The next morning, it was clear we needed to win the first stage of the day.  Asaph could easily be called the most treacherous stage of the rally and we knew prior to starting that we would see cars off on stage.  My plan: push in here, but leave just enough on the table.  Worried that the first mile wasn’t quick enough, I turned it up a notch (or maybe two, or three).  But then we arrived at a corner that Ole knew well and saw our Honda competition off.  A sigh of relief followed, and I dialed it back.  Remembering that we still had to make up some time on Tommy, I kicked it back up just a little to finish thirty seconds ahead, making up the time we were behind and then some.  Asaph bit ten other cars on stage, including Trav, who gave me a sheepish grin and thumbs up as we passed by, while Christian sat next to him on the hill looking irritated.  After a few corners, I saw no Subaru, just marks on a tree on the outside of a corner where the only place to go from there was down.  As it turned out, trees had to be removed to extract the car from its landing spot.
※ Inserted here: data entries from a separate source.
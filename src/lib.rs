//! # TidyGuard
//!
//! The guarded deletion and cleanup-orchestration engine behind a macOS
//! cleanup utility.
//!
//! - **PathGuard**: classifies every path as allowed, user-excluded, or
//!   structurally restricted before anything is touched
//! - **Privilege escalation**: one confirmation, a privileged helper daemon,
//!   and an administrator-prompt fallback when the helper is unavailable
//! - **Orchestration**: pluggable per-category executors, selection that
//!   survives rescans, weighted progress, and partial-failure run summaries

pub mod cleaner;
pub mod cli;
pub mod common;
pub mod guard;
pub mod privilege;
pub mod scanner;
Just a little of the Honda damage done on Asaph
photo posted by Susquehannock Trail Performance Rally on Facebook
photo posted by Susquehannock Trail Performance Rally on Facebook
photo posted by Scott Tarbox on Facebook
photo posted by Scott Tarbox on Facebook
photographer unknown
photographer unknown

 

We walked away with another twenty seconds after the following stage, Thompson (SS6), but at the beginning of transit, as Ole and I were taking helmets off, we were radared going over the noted speed limit, resulting in a 3:30 penalty.  Now, this is a penalty that doesn’t show up right away. It wouldn’t be there until later or possibly the end of the rally.  We already had thirty-two seconds of that made up, so we looked at it as six stages, just under eighty miles, (discluding the supers) to make up those three minutes… so at an average of thirty seconds per stage, it seemed do-able.  After making up only ten seconds on Lebo I (SS7), seventeen seconds on Randall I (SS8), and thirty on Cedar (SS9), I knew we needed to widen the margin in the final leg.  We were making up a good chunk of time on Lebo II, but after understeering into a corner that I had gone wide on the first time around, we needed to be pushed out of a small berm and lost somewhere upwards of 1:15. This put our gap back to a bit under three minutes with 33 miles to go.  We were able to take back thirty seconds on Thompson II’s twelve miles and nearly a minute thirty on the final Mine Hole (SS12).  For the final event of the rally, it was decided that Tommy and I would go head-to-head in the fairground Super Specials to close out the night.  Looking back on the times, it appears that Tommy and Tracey managed to beat us by a fraction of a second on the first Super Special of the evening, though we thought we had crossed the line first.  The second time around, I managed to pick up an extra three seconds.  In the end, we finished fifty five seconds behind the Star Car.  At the finish, we congratulated the pair on a great rally and admitted that we had received a penalty and had been trying to make it up.  To the regular viewer, it appeared that we had been winning by over a minute and a half.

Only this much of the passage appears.